Electrolysis Propulsion

The centerpiece of the Cislunar Explorers program is the use of water as a green, dense, and effective propellant.

Water doesn’t burn, of course. But its constituents do. Hydrogen and oxygen have been used in rockets from the early days of space exploration, including the upper stages of the Saturn V used in the Apollo program. Historically, the two are stored separately on the launch vehicle or spacecraft, as cryogenic liquids. To carry enough hydrogen, in particular, necessitates the use of extremely high pressures and extremely low temperatures. It takes a complex apparatus to achieve this: pumps, pressure vessels, and heavy insulation to keep the storage units cold.

There is another way.

Zapping H2O with electricity can overcome the bond between hydrogen and oxygen, decomposing the liquid into a gaseous mixture that readily combusts.

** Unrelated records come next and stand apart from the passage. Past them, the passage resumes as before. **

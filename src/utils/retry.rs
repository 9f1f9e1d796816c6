//! 重试策略
//!
//! 线性退避并设上限：第 n 次失败后等待 `min(base * n, max)`。
//! 只有瞬时错误（频率限制、超时、网络错误）会被重试。

use std::future::Future;
use std::time::Duration;

use tokio::time::sleep;
use tracing::debug;

use crate::models::TaskError;

/// 重试策略
#[derive(Debug, Clone, Copy, PartialEq, Eq)]
pub struct RetryPolicy {
    /// 首次调用之外的最大重试次数
    pub retry_times: u32,
    pub base_delay: Duration,
    pub max_delay: Duration,
}

impl Default for RetryPolicy {
    fn default() -> Self {
        Self {
            retry_times: 1,
            base_delay: Duration::from_secs(1),
            max_delay: Duration::from_secs(5),
        }
    }
}

impl RetryPolicy {
    pub fn new(retry_times: u32, base_delay: Duration, max_delay: Duration) -> Self {
        Self {
            retry_times,
            base_delay,
            max_delay,
        }
    }

    /// 不重试
    pub fn none() -> Self {
        Self {
            retry_times: 0,
            ..Self::default()
        }
    }

    /// 最多调用次数
    pub fn max_attempts(&self) -> u32 {
        self.retry_times.saturating_add(1)
    }

    /// 第 `attempt` 次（1-based）失败后的等待时间
    pub fn delay_for_attempt(&self, attempt: u32) -> Duration {
        self.base_delay.saturating_mul(attempt).min(self.max_delay)
    }
}

/// 按策略执行异步操作
///
/// # 参数
/// - `policy`: 重试策略
/// - `op`: 每次调用传入当前尝试序号（1-based）
///
/// # 返回
/// 最终结果以及实际调用次数
pub async fn with_retry<T, F, Fut>(policy: &RetryPolicy, mut op: F) -> (Result<T, TaskError>, u32)
where
    F: FnMut(u32) -> Fut,
    Fut: Future<Output = Result<T, TaskError>>,
{
    let max_attempts = policy.max_attempts();
    let mut attempt = 0;

    loop {
        attempt += 1;
        match op(attempt).await {
            Ok(value) => return (Ok(value), attempt),
            Err(e) if e.kind.is_transient() && attempt < max_attempts => {
                let delay = policy.delay_for_attempt(attempt);
                debug!(
                    "第 {}/{} 次尝试失败 ({})，{:?} 后重试",
                    attempt, max_attempts, e.kind, delay
                );
                sleep(delay).await;
            }
            Err(e) => return (Err(e), attempt),
        }
    }
}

Instant rocket, just add water!

In a space environment, the water will float around the propellant tank and mix with the gas and spoil any attempts to . To fix this problem, we spin the spacecraft like a top around its thruster, flinging the water out like a centrifuge and helping to separate inert from electrolyzed propellant.

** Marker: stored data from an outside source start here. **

//! JSON bodies of the HTTP protocol, shared by the server and the client,
//! and their conversion to and from [`Tensor`].
use kalypso_contract::{ContractError, DataType, Element, Tensor, TensorSpec};
use serde::{Deserialize, Serialize};
use serde_json::Value;
use std::convert::TryFrom;

/// A tensor with its data as a JSON array, row-major. Nested arrays are
/// flattened on decode.
#[derive(Serialize, Deserialize, Debug, Clone, PartialEq)]
pub struct JsonTensor {
    /// tensor name
    pub name: String,
    /// concrete shape
    pub shape: Vec<i64>,
    /// wire datatype, e.g. `FP32`
    pub datatype: String,
    /// numbers, booleans or strings for `BYTES`
    pub data: Value,
}

/// Output selection.
#[derive(Serialize, Deserialize, Debug, Clone, PartialEq)]
pub struct RequestedOutput {
    /// output name
    pub name: String,
}

/// Body of `POST .../infer`.
#[derive(Serialize, Deserialize, Debug, Clone, Default, PartialEq)]
pub struct InferRequestBody {
    /// echoed in the response
    #[serde(default, skip_serializing_if = "Option::is_none")]
    pub id: Option<String>,
    /// inputs
    pub inputs: Vec<JsonTensor>,
    /// outputs to return, all when empty
    #[serde(default, skip_serializing_if = "Vec::is_empty")]
    pub outputs: Vec<RequestedOutput>,
}

/// Successful infer response.
#[derive(Serialize, Deserialize, Debug, Clone, PartialEq)]
pub struct InferResponseBody {
    /// model name
    pub model_name: String,
    /// version that served the request
    pub model_version: String,
    /// request id, if one was sent
    #[serde(default, skip_serializing_if = "Option::is_none")]
    pub id: Option<String>,
    /// outputs
    pub outputs: Vec<JsonTensor>,
}

/// Declared input or output.
#[derive(Serialize, Deserialize, Debug, Clone, PartialEq)]
pub struct TensorMetadata {
    /// name
    pub name: String,
    /// wire datatype
    pub datatype: String,
    /// -1 for wildcard dimensions
    pub shape: Vec<i64>,
}

impl From<&TensorSpec> for TensorMetadata {
    fn from(spec: &TensorSpec) -> Self {
        TensorMetadata {
            name: spec.name().to_string(),
            datatype: spec.datatype().to_string(),
            shape: spec.shape().to_dims(),
        }
    }
}

/// `GET /v2/models/{name}`
#[derive(Serialize, Deserialize, Debug, Clone, PartialEq)]
pub struct ModelMetadataBody {
    /// model name
    pub name: String,
    /// known versions
    pub versions: Vec<String>,
    /// serving platform
    pub platform: String,
    /// inputs
    pub inputs: Vec<TensorMetadata>,
    /// outputs
    pub outputs: Vec<TensorMetadata>,
}

/// `GET /v2`
#[derive(Serialize, Deserialize, Debug, Clone, PartialEq)]
pub struct ServerMetadataBody {
    /// server name
    pub name: String,
    /// server version
    pub version: String,
    /// protocol extensions
    pub extensions: Vec<String>,
}

/// One row of the repository index.
#[derive(Serialize, Deserialize, Debug, Clone, PartialEq)]
pub struct IndexEntry {
    /// model name
    pub name: String,
    /// version
    pub version: String,
    /// readiness, lower case
    pub state: String,
}

/// Body of every error response.
#[derive(Serialize, Deserialize, Debug, Clone, PartialEq)]
pub struct ErrorBody {
    /// message
    pub error: String,
}

/// A JSON tensor that cannot be converted.
#[derive(Debug, Clone, PartialEq, thiserror::Error)]
pub enum JsonError {
    /// datatype or shape problem
    #[error(transparent)]
    Contract(#[from] ContractError),
    /// element of the wrong kind or out of range
    #[error("tensor '{name}': {reason}")]
    Data {
        /// tensor name
        name: String,
        /// what was wrong
        reason: String,
    },
}

fn flatten<'a>(value: &'a Value, out: &mut Vec<&'a Value>) {
    match value {
        Value::Array(items) => items.iter().for_each(|item| flatten(item, out)),
        other => out.push(other),
    }
}

impl JsonTensor {
    /// Decode into a tensor, checking every element against the datatype.
    pub fn to_tensor(&self) -> Result<Tensor, JsonError> {
        let datatype: DataType = self.datatype.parse()?;
        let mut values = Vec::new();
        flatten(&self.data, &mut values);
        let name = self.name.as_str();
        let shape = self.shape.clone();
        let tensor = match datatype {
            DataType::Bool => {
                Tensor::from_slice(name, shape, &self.collect(&values, Value::as_bool, "booleans")?)
            }
            DataType::Uint8 => Tensor::from_slice(name, shape, &self.integers::<u8>(&values)?),
            DataType::Int8 => Tensor::from_slice(name, shape, &self.integers::<i8>(&values)?),
            DataType::Int16 => Tensor::from_slice(name, shape, &self.integers::<i16>(&values)?),
            DataType::Int32 => Tensor::from_slice(name, shape, &self.integers::<i32>(&values)?),
            DataType::Int64 => Tensor::from_slice(name, shape, &self.integers::<i64>(&values)?),
            DataType::Fp32 => Tensor::from_slice(name, shape, &self.singles(&values)?),
            DataType::Fp64 => {
                Tensor::from_slice(name, shape, &self.collect(&values, Value::as_f64, "numbers")?)
            }
            DataType::Bytes => {
                Tensor::from_strings(name, shape, &self.collect(&values, Value::as_str, "strings")?)
            }
            DataType::Fp16 => {
                return Err(JsonError::Data {
                    name: self.name.clone(),
                    reason: "FP16 has no JSON representation".to_string(),
                })
            }
        }?;
        Ok(tensor)
    }

    fn collect<'a, T>(
        &self,
        values: &[&'a Value],
        get: impl Fn(&'a Value) -> Option<T>,
        expected: &str,
    ) -> Result<Vec<T>, JsonError> {
        values
            .iter()
            .map(|&value| {
                get(value).ok_or_else(|| JsonError::Data {
                    name: self.name.clone(),
                    reason: format!("expected {}, found {}", expected, value),
                })
            })
            .collect()
    }

    fn integers<T: TryFrom<i64>>(&self, values: &[&Value]) -> Result<Vec<T>, JsonError> {
        self.collect(values, Value::as_i64, "integers")?
            .into_iter()
            .map(|v| {
                T::try_from(v).map_err(|_| JsonError::Data {
                    name: self.name.clone(),
                    reason: format!("{} is out of range for {}", v, self.datatype),
                })
            })
            .collect()
    }

    fn singles(&self, values: &[&Value]) -> Result<Vec<f32>, JsonError> {
        self.collect(values, Value::as_f64, "numbers")?
            .into_iter()
            .map(|v| match v as f32 {
                single if single.is_finite() => Ok(single),
                _ => Err(JsonError::Data {
                    name: self.name.clone(),
                    reason: format!("{} is out of range for {}", v, self.datatype),
                }),
            })
            .collect()
    }

    /// Encode a tensor. `FP16` has no JSON form and is rejected.
    pub fn from_tensor(tensor: &Tensor) -> Result<Self, JsonError> {
        let data = match tensor.datatype() {
            DataType::Bool => values::<bool>(tensor)?,
            DataType::Uint8 => values::<u8>(tensor)?,
            DataType::Int8 => values::<i8>(tensor)?,
            DataType::Int16 => values::<i16>(tensor)?,
            DataType::Int32 => values::<i32>(tensor)?,
            DataType::Int64 => values::<i64>(tensor)?,
            DataType::Fp32 => values::<f32>(tensor)?,
            DataType::Fp64 => values::<f64>(tensor)?,
            DataType::Bytes => tensor
                .to_strings()?
                .iter()
                .map(|s| Value::from(String::from_utf8_lossy(s).into_owned()))
                .collect(),
            DataType::Fp16 => {
                return Err(JsonError::Data {
                    name: tensor.name().to_string(),
                    reason: "FP16 has no JSON representation".to_string(),
                })
            }
        };
        Ok(JsonTensor {
            name: tensor.name().to_string(),
            shape: tensor.shape().to_vec(),
            datatype: tensor.datatype().to_string(),
            data: Value::Array(data),
        })
    }
}

fn values<T: Element + Into<Value>>(tensor: &Tensor) -> Result<Vec<Value>, JsonError> {
    Ok(tensor.to_vec::<T>()?.into_iter().map(Into::into).collect())
}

3D Printed Titanium Nozzle, Electrolysis Propulsion Prototype


Optical Navigation


Unlike many other spacecraft, the Cislunar Explorers do not require extremely accurate knowledge of their positions relative to the Earth in order to achieve total mission success. While Apollo and nearly all other lunar missions required an extremely precise orbit, the Cislunar Explorers must “simply” get any lunar orbit and maintain it for as long as possible. These unique mission requirements allow for a very unique method for navigation.

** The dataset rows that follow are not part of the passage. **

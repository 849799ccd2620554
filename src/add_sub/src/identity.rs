use dispatcher::{ExecutionError, Executor, ExecutorRequest, ExecutorResponse, InitError};
use kalypso_contract::ModelContract;

/// Copies the i-th declared input to the i-th declared output.
#[derive(Default)]
pub struct Identity {
    // (input, output) names
    pairs: Vec<(String, String)>,
}

impl Identity {
    /// Uninitialized executor
    pub fn new() -> Self {
        Identity::default()
    }
}

impl Executor for Identity {
    fn initialize(&mut self, contract: &ModelContract) -> Result<(), InitError> {
        if contract.inputs().len() != contract.outputs().len() {
            return Err(InitError(format!(
                "identity needs as many outputs as inputs, got {} and {}",
                contract.inputs().len(),
                contract.outputs().len()
            )));
        }
        self.pairs = contract
            .inputs()
            .iter()
            .zip(contract.outputs())
            .map(|(input, output)| {
                if input.datatype() != output.datatype() {
                    return Err(InitError(format!(
                        "input '{}' is {} but output '{}' is {}",
                        input.name(),
                        input.datatype(),
                        output.name(),
                        output.datatype()
                    )));
                }
                Ok((input.name().to_string(), output.name().to_string()))
            })
            .collect::<Result<_, _>>()?;
        Ok(())
    }

    fn execute(
        &self,
        requests: Vec<ExecutorRequest>,
    ) -> Result<Vec<ExecutorResponse>, ExecutionError> {
        requests
            .into_iter()
            .map(|mut request| {
                let outputs = self
                    .pairs
                    .iter()
                    .map(|(input, output)| {
                        request
                            .inputs
                            .remove(input)
                            .map(|tensor| tensor.renamed(output.as_str()))
                            .ok_or_else(|| {
                                ExecutionError::InvalidArgument(format!(
                                    "missing input '{}'",
                                    input
                                ))
                            })
                    })
                    .collect::<Result<Vec<_>, _>>()?;
                Ok(ExecutorResponse::from_tensors(outputs))
            })
            .collect()
    }
}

Rather than using Earth-based ranging facilities for navigation (as nearly all other deep-space missions require), the Cislunar Explorers will navigate completely autonomously. After being deployed from the launch vehicle, the Cislunar Explorers will each turn on their commercial-off-the-shelf cameras that enable them to view their surroundings. The view will be dominated by three things: the Earth, the Moon, and the distant Sun. By studying the sizes of each of these objects and their locations relative to one another, the Cislunar Explorers will deduce their locations for themselves. They will not be able to do so with the same level of accuracy that would be expected from Earth-based ranging facilities, but they will do so well enough to navigate themselves to lunar orbit. This technology could enable more deep-space and low-cost cubesat missions.


Spinning Architecture


6U Structure Separation

Have you ever tried to balance a top without spinning it first? It tips over immediately under the influence of gravity. A similar thing happens to spacecraft under various influences such as:

  • Gravitational gradients.
  • Solar radiation pressure.
  • Magnetic fields.
  • Spacecraft thrusters.

A spinning top is much more resilient to tipping over from torque. This is because of the conservation of angular momentum. It can be considered the rotational analog of conservation of linear momentum: “An object at rest tends to remain at rest, an object in motion tends to remain in motion with the same speed and direction, unless acted on by a force.”

The Cislunar Explorers already need to spin in order to enable the propulsion system to function. So, we designed the spacecraft to take advantage of passive spin-stabilization and create synergy between the propulsion and attitude control systems.

When the Cislunar Explorers fire their attitude thrusters, they create a torque about their center of mass. If they were not spinning, they would enter a continuous tumble. Instead, the thruster torque tilts the spin axis, adjusting spacecraft attitude by a finite amount. The water sloshing about the propellant tank helps damp any nutation about this new spin axis that are caused by the sudden adjustment.

The necessary spin is effected by the twin spacecraft design. As shown in the figure below, the two L-shaped spacecraft launch stowed together as a 6U rectangle. A spring-loaded separation mechanism pushes them apart and spins them up on command.

The spacecraft are major-axis spinners, and with the effect of the sloshing water, all tumbles and mutations will tend to decay and reduce to a spin about the thruster axis.